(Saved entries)
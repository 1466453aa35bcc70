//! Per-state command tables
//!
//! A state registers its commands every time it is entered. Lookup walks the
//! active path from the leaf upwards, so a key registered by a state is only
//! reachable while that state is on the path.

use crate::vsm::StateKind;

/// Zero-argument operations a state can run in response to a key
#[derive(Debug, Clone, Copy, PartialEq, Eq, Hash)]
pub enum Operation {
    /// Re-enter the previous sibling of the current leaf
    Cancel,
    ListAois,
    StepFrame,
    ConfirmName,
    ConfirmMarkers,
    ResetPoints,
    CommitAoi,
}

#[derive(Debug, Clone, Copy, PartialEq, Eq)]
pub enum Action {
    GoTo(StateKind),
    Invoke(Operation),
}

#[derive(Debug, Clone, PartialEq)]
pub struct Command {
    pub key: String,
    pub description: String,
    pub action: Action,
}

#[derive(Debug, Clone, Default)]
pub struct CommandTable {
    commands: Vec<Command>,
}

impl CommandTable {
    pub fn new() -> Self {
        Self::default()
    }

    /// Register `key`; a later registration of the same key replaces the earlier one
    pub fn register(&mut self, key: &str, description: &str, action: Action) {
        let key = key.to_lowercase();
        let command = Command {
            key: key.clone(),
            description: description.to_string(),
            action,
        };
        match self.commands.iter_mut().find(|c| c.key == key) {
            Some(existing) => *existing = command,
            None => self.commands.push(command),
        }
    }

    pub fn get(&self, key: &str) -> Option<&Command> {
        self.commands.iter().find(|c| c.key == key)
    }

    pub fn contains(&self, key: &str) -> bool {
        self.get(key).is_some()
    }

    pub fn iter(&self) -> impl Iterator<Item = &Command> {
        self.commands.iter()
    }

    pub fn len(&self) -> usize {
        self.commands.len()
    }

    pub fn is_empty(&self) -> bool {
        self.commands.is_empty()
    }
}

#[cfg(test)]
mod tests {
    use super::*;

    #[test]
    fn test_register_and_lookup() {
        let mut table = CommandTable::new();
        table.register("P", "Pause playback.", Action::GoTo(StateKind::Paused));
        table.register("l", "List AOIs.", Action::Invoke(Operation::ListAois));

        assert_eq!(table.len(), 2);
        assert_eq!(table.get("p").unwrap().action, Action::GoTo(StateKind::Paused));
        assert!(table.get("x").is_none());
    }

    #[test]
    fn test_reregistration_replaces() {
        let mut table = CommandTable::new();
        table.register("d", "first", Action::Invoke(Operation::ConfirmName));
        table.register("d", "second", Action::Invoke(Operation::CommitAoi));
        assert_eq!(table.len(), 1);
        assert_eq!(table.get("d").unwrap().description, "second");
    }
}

◆ EXERCISE BRIEF ◆
A faithful, complete copy of the entries above is required.

◆ ANSWER FOR THE TASK ◆
repository 1466453aa35bcc70
//! Per-state command tables
//!
//! A state registers its commands every time it is entered. Lookup walks the
//! active path from the leaf upwards, so a key registered by a state is only
//! reachable while that state is on the path.

use crate::vsm::StateKind;

/// Zero-argument operations a state can run in response to a key
#[derive(Debug, Clone, Copy, PartialEq, Eq, Hash)]
pub enum Operation {
    /// Re-enter the previous sibling of the current leaf
    Cancel,
    ListAois,
    StepFrame,
    ConfirmName,
    ConfirmMarkers,
    ResetPoints,
    CommitAoi,
}

#[derive(Debug, Clone, Copy, PartialEq, Eq)]
pub enum Action {
    GoTo(StateKind),
    Invoke(Operation),
}

#[derive(Debug, Clone, PartialEq)]
pub struct Command {
    pub key: String,
    pub description: String,
    pub action: Action,
}

#[derive(Debug, Clone, Default)]
pub struct CommandTable {
    commands: Vec<Command>,
}

impl CommandTable {
    pub fn new() -> Self {
        Self::default()
    }

    /// Register `key`; a later registration of the same key replaces the earlier one
    pub fn register(&mut self, key: &str, description: &str, action: Action) {
        let key = key.to_lowercase();
        let command = Command {
            key: key.clone(),
            description: description.to_string(),
            action,
        };
        match self.commands.iter_mut().find(|c| c.key == key) {
            Some(existing) => *existing = command,
            None => self.commands.push(command),
        }
    }

    pub fn get(&self, key: &str) -> Option<&Command> {
        self.commands.iter().find(|c| c.key == key)
    }

    pub fn contains(&self, key: &str) -> bool {
        self.get(key).is_some()
    }

    pub fn iter(&self) -> impl Iterator<Item = &Command> {
        self.commands.iter()
    }

    pub fn len(&self) -> usize {
        self.commands.len()
    }

    pub fn is_empty(&self) -> bool {
        self.commands.is_empty()
    }
}

#[cfg(test)]
mod tests {
    use super::*;

    #[test]
    fn test_register_and_lookup() {
        let mut table = CommandTable::new();
        table.register("P", "Pause playback.", Action::GoTo(StateKind::Paused));
        table.register("l", "List AOIs.", Action::Invoke(Operation::ListAois));

        assert_eq!(table.len(), 2);
        assert_eq!(table.get("p").unwrap().action, Action::GoTo(StateKind::Paused));
        assert!(table.get("x").is_none());
    }

    #[test]
    fn test_reregistration_replaces() {
        let mut table = CommandTable::new();
        table.register("d", "first", Action::Invoke(Operation::ConfirmName));
        table.register("d", "second", Action::Invoke(Operation::CommitAoi));
        assert_eq!(table.len(), 1);
        assert_eq!(table.get("d").unwrap().description, "second");
    }
}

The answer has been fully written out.